'''
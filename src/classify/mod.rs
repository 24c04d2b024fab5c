// SPDX-License-Identifier: MIT
// SPDX-FileCopyrightText: 2025 Jonathan D. A. Jewell <hyperpolymath>

//! Filename classification
//!
//! A filename stem is offered to an ordered list of handlers; the first
//! handler that recognizes it produces a [`Draft`] holding raw tokens, which
//! is then finished into a [`Classification`] by suffix normalization and
//! alias resolution. Nothing here fails: a stem no handler accepts becomes
//! a generic self line and a diagnostic is recorded.

mod npc;
pub mod rules;
pub mod suffix;
pub mod vocabulary;

use serde::Serialize;

use crate::alias::AliasTable;
use crate::config::AppConfig;
use crate::phase_log::PhaseLog;
use crate::Result;
use rules::{Field, RuleSet};
use suffix::{capitalize_first, humanize, split_variation, strip_variation};
use vocabulary::Vocabulary;

/// Subject value for lines the speaker says about themselves
pub const SELF_SUBJECT: &str = "self";

/// Topic used when a line names no topic
pub const GENERAL_TOPIC: &str = "general";

/// Structured description of one voice line
#[derive(Debug, Clone, PartialEq, Eq, Serialize)]
pub struct Classification {
    pub speaker: String,
    pub subject: String,
    #[serde(skip_serializing_if = "Option::is_none")]
    pub relationship: Option<String>,
    pub topic: String,
    #[serde(skip_serializing_if = "Option::is_none")]
    pub variation: Option<String>,
    pub is_ping: bool,
    /// Special category tag, looked up from the topic
    #[serde(skip_serializing_if = "Option::is_none")]
    pub category: Option<String>,
    /// Handler or rule that recognized the filename
    pub route: String,
    pub speaker_resolved: bool,
    pub subject_resolved: bool,
}

impl Classification {
    pub fn is_self(&self) -> bool {
        self.subject == SELF_SUBJECT
    }

    /// Key under the speaker node: `Self`, `Subject` or `Subject (relationship)`
    pub fn subject_display(&self) -> String {
        if self.is_self() {
            return "Self".to_string();
        }
        match &self.relationship {
            Some(rel) => format!("{} ({})", self.subject, rel),
            None => self.subject.clone(),
        }
    }

    pub fn topic_display(&self) -> String {
        capitalize_first(&self.topic)
    }
}

#[derive(Debug, Clone, PartialEq, Eq)]
enum SpeakerToken {
    /// Fixed NPC name, never resolved
    Npc(&'static str),
    Raw(String),
}

/// Raw fields produced by a handler, before normalization
#[derive(Debug, Clone)]
pub(crate) struct Draft {
    speaker: SpeakerToken,
    /// `None` means the speaker talks about themselves
    subject: Option<String>,
    relationship: Option<String>,
    topic: String,
    variation: Option<String>,
    is_ping: bool,
    route: Option<String>,
}

impl Draft {
    fn npc(name: &'static str, topic: &str) -> Self {
        Self::new(SpeakerToken::Npc(name), topic)
    }

    fn speaker(raw: &str, topic: &str) -> Self {
        Self::new(SpeakerToken::Raw(raw.to_string()), topic)
    }

    fn new(speaker: SpeakerToken, topic: &str) -> Self {
        Self {
            speaker,
            subject: None,
            relationship: None,
            topic: topic.to_string(),
            variation: None,
            is_ping: false,
            route: None,
        }
    }

    fn with_subject(mut self, subject: String) -> Self {
        self.subject = Some(subject);
        self
    }

    fn with_variation(mut self, variation: Option<&str>) -> Self {
        self.variation = variation.map(String::from);
        self
    }

    fn ping(mut self) -> Self {
        self.is_ping = true;
        self
    }
}

type Handler = fn(&Classifier, &str) -> Option<Draft>;

/// Evaluated in order, first match wins
const HANDLERS: &[(&str, Handler)] = &[
    ("spirit_jar", npc::spirit_jar),
    ("newscaster", npc::newscaster),
    ("shopkeeper_hotdog", npc::shopkeeper_hotdog),
    ("bespoke_ability_line", npc::bespoke_ability_line),
    ("ping", Classifier::ping),
    ("self_keyword", Classifier::self_keyword),
    ("pattern_rule", Classifier::pattern_rule),
];

/// Filename classifier over one run's immutable tables
#[derive(Debug, Clone)]
pub struct Classifier {
    speakers: AliasTable,
    topics: AliasTable,
    rules: RuleSet,
    vocabulary: Vocabulary,
}

impl Classifier {
    pub fn new(speakers: AliasTable, topics: AliasTable, rules: RuleSet, vocabulary: Vocabulary) -> Self {
        Self {
            speakers,
            topics,
            rules,
            vocabulary,
        }
    }

    /// Load every table named by the configuration
    pub fn from_config(config: &AppConfig) -> Result<Self> {
        let speakers = AliasTable::load(&config.tables.aliases)?;
        let topics = AliasTable::load(&config.tables.topic_aliases)?;
        let rules = match &config.tables.pattern_rules {
            Some(path) => RuleSet::load(path)?,
            None => RuleSet::builtin(),
        };
        tracing::debug!(
            "Classifier ready: {} speakers, {} topic aliases, {} rules",
            speakers.len(),
            topics.len(),
            rules.len()
        );
        Ok(Self::new(speakers, topics, rules, Vocabulary::from_config(&config.organize)))
    }

    pub fn speakers(&self) -> &AliasTable {
        &self.speakers
    }

    pub fn vocabulary(&self) -> &Vocabulary {
        &self.vocabulary
    }

    /// Classify one filename. Directory components and the extension are
    /// ignored.
    pub fn classify(&self, filename: &str, log: &mut PhaseLog) -> Classification {
        let stem = file_stem(filename).to_lowercase();

        let (route, draft) = HANDLERS
            .iter()
            .find_map(|(name, handler)| handler(self, &stem).map(|draft| (*name, draft)))
            .unwrap_or_else(|| {
                log.push(format!("No pattern matched '{}', using generic fallback", filename));
                ("fallback", fallback(&stem))
            });

        let record = self.finish(draft, route);
        log.push(format!(
            "{} -> [{}] {}/{}/{}{}",
            filename,
            record.route,
            record.speaker,
            record.subject_display(),
            record.topic,
            if record.is_ping { " (ping)" } else { "" }
        ));
        record
    }

    /// `<speaker>_ping_<rest>`
    fn ping(&self, stem: &str) -> Option<Draft> {
        let tokens: Vec<&str> = stem.split('_').collect();
        let marker = tokens.iter().position(|t| *t == "ping")?;
        if marker == 0 {
            return None;
        }
        let speaker = tokens[..marker].join("_");
        let rest = tokens[marker + 1..].join("_");
        let (base, variation) = split_variation(&rest);

        // Pre/post-game lines are ordinary self lines
        if base == "pre_game" || base == "post_game" {
            return Some(Draft::speaker(&speaker, base).with_variation(variation));
        }

        let parts: Vec<&str> = base.split('_').filter(|t| !t.is_empty()).collect();
        let (subject, topic) = self.split_ping_remainder(&parts);
        let mut draft = Draft::speaker(&speaker, &topic).with_variation(variation).ping();
        draft.subject = subject;
        Some(draft)
    }

    /// Locate a hero inside a ping remainder.
    ///
    /// `see_<hero>_<rest>` is checked first, then every trailing segment
    /// longest first, then leading segments longest first.
    fn split_ping_remainder(&self, parts: &[&str]) -> (Option<String>, String) {
        if parts.first() == Some(&"see") && parts.len() > 1 {
            if let Some(m) = self.speakers.resolve_tokens(&parts[1..]) {
                let subject = parts[1..1 + m.tokens].join("_");
                let mut topic = vec!["see"];
                topic.extend_from_slice(&parts[1 + m.tokens..]);
                return (Some(subject), topic.join("_"));
            }
        }

        for start in 0..parts.len() {
            let candidate = parts[start..].join("_");
            if self.speakers.contains(&candidate) {
                return (Some(candidate), parts[..start].join("_"));
            }
        }

        if let Some(m) = self.speakers.resolve_tokens(parts) {
            return (Some(parts[..m.tokens].join("_")), parts[m.tokens..].join("_"));
        }

        (None, parts.join("_"))
    }

    /// `<speaker>_<self keyword>[_<variation>]`
    fn self_keyword(&self, stem: &str) -> Option<Draft> {
        let (speaker, remainder) = self.split_speaker(stem)?;
        let (keyword, variation) = self.vocabulary.match_self_keyword(remainder)?;
        Some(Draft::speaker(speaker, keyword).with_variation(variation))
    }

    fn pattern_rule(&self, stem: &str) -> Option<Draft> {
        let (base, variation) = split_variation(stem);
        let (input, joined_speaker) = self.join_leading_speaker(base);
        let (rule, mut fields) = self.rules.first_match(&input)?;

        let mut speaker = fields.remove(&Field::Speaker)?;
        if let Some((alias, joined)) = joined_speaker {
            if speaker == joined {
                speaker = alias;
            }
        }
        let mut subject = fields.remove(&Field::Subject);
        let mut topic = fields.remove(&Field::Topic);
        if let Some(combined) = fields.remove(&Field::SubjectTopic) {
            let (s, t) = self.split_subject_topic(&combined);
            subject = subject.or(Some(s));
            topic = topic.or(Some(t));
        }

        let mut draft = Draft::speaker(&speaker, topic.as_deref().unwrap_or_default());
        draft.subject = subject.filter(|s| s != SELF_SUBJECT);
        draft.relationship = fields.remove(&Field::Relationship);
        draft.variation = fields
            .remove(&Field::Variation)
            .or_else(|| variation.map(String::from));
        draft.route = Some(format!("rule:{}", rule.name()));
        Some(draft)
    }

    /// Rules see the speaker as a single token, so a leading speaker alias
    /// spanning several tokens is joined up (`lady_geist_ally_x` becomes
    /// `ladygeist_ally_x`). Returns the rule input and `(alias, joined)`.
    fn join_leading_speaker(&self, base: &str) -> (String, Option<(String, String)>) {
        match self.split_speaker(base) {
            Some((speaker, rest)) if speaker.contains('_') => {
                let joined = speaker.replace('_', "");
                (format!("{}_{}", joined, rest), Some((speaker.to_string(), joined)))
            }
            _ => (base.to_string(), None),
        }
    }

    /// Leading alias becomes the subject; without one the first token does
    fn split_subject_topic(&self, combined: &str) -> (String, String) {
        let tokens: Vec<&str> = combined.split('_').filter(|t| !t.is_empty()).collect();
        let n = self
            .speakers
            .resolve_tokens(&tokens)
            .map(|m| m.tokens)
            .unwrap_or(1)
            .min(tokens.len());
        (tokens[..n].join("_"), tokens[n..].join("_"))
    }

    /// Speaker prefix (longest known alias, else the first token) and the
    /// rest of the stem
    fn split_speaker<'a>(&self, stem: &'a str) -> Option<(&'a str, &'a str)> {
        let token_count = stem.split('_').count();
        let n = self
            .speakers
            .resolve_leading(stem)
            .map(|m| m.tokens)
            .filter(|n| *n < token_count)
            .unwrap_or(1);
        let idx = stem.match_indices('_').nth(n - 1)?.0;
        Some((&stem[..idx], &stem[idx + 1..]))
    }

    fn finish(&self, draft: Draft, route: &str) -> Classification {
        let (speaker, speaker_resolved) = match draft.speaker {
            SpeakerToken::Npc(name) => (name.to_string(), true),
            SpeakerToken::Raw(raw) => match self.speakers.resolve(&raw) {
                Some(canonical) => (canonical.to_string(), true),
                None => (raw, false),
            },
        };

        let (subject, subject_resolved) = match draft.subject {
            None => (SELF_SUBJECT.to_string(), true),
            Some(raw) => self.resolve_subject(&raw),
        };

        let key = normalize_key(&draft.topic);
        let topic = match self.topics.resolve(&key) {
            Some(canonical) => canonical.to_string(),
            None => humanize(&key),
        };
        let category = self
            .vocabulary
            .category_for(&key, draft.is_ping)
            .map(String::from);

        Classification {
            speaker,
            subject,
            relationship: draft.relationship,
            topic,
            variation: draft.variation,
            is_ping: draft.is_ping,
            category,
            route: draft.route.unwrap_or_else(|| route.to_string()),
            speaker_resolved,
            subject_resolved,
        }
    }

    /// Exact alias, then longest leading alias; unknown subjects pass through
    fn resolve_subject(&self, raw: &str) -> (String, bool) {
        let key = normalize_key(raw);
        if key.is_empty() || key == SELF_SUBJECT {
            return (SELF_SUBJECT.to_string(), true);
        }
        if let Some(canonical) = self.speakers.resolve(&key) {
            return (canonical.to_string(), true);
        }
        if let Some(m) = self.speakers.resolve_leading(&key) {
            return (m.canonical.to_string(), true);
        }
        (key, false)
    }
}

/// `<speaker>_<rest>` as a self line about `rest`
fn fallback(stem: &str) -> Draft {
    let (base, variation) = split_variation(stem);
    let draft = match base.split_once('_') {
        Some((speaker, rest)) => Draft::speaker(speaker, rest),
        None => Draft::speaker(base, ""),
    };
    draft.with_variation(variation)
}

/// Variation-free, lowercase, underscore-joined key; empty becomes `general`
fn normalize_key(raw: &str) -> String {
    let joined = raw
        .split(|c: char| c == '_' || c.is_whitespace())
        .filter(|t| !t.is_empty())
        .collect::<Vec<_>>()
        .join("_")
        .to_lowercase();
    let key = strip_variation(&joined);
    if key.is_empty() {
        GENERAL_TOPIC.to_string()
    } else {
        key.to_string()
    }
}

/// Final path component without its extension
fn file_stem(filename: &str) -> &str {
    let name = filename
        .rsplit(|c| c == '/' || c == '\\')
        .next()
        .unwrap_or(filename);
    match name.rfind('.') {
        Some(idx) if idx > 0 => &name[..idx],
        _ => name,
    }
}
'''
## Your assignment:
Among the entries above, the line containing "let (speaker, speaker_resolved)", the line containing "subjects pass through", and all lines between them are to be restated word for word; nothing else belongs in the reply.

## Task answer:
        let (speaker, speaker_resolved) = match draft.speaker {
            SpeakerToken::Npc(name) => (name.to_string(), true),
            SpeakerToken::Raw(raw) => match self.speakers.resolve(&raw) {
                Some(canonical) => (canonical.to_string(), true),
                None => (raw, false),
            },
        };

        let (subject, subject_resolved) = match draft.subject {
            None => (SELF_SUBJECT.to_string(), true),
            Some(raw) => self.resolve_subject(&raw),
        };

        let key = normalize_key(&draft.topic);
        let topic = match self.topics.resolve(&key) {
            Some(canonical) => canonical.to_string(),
            None => humanize(&key),
        };
        let category = self
            .vocabulary
            .category_for(&key, draft.is_ping)
            .map(String::from);

        Classification {
            speaker,
            subject,
            relationship: draft.relationship,
            topic,
            variation: draft.variation,
            is_ping: draft.is_ping,
            category,
            route: draft.route.unwrap_or_else(|| route.to_string()),
            speaker_resolved,
            subject_resolved,
        }
    }

    /// Exact alias, then longest leading alias; unknown subjects pass through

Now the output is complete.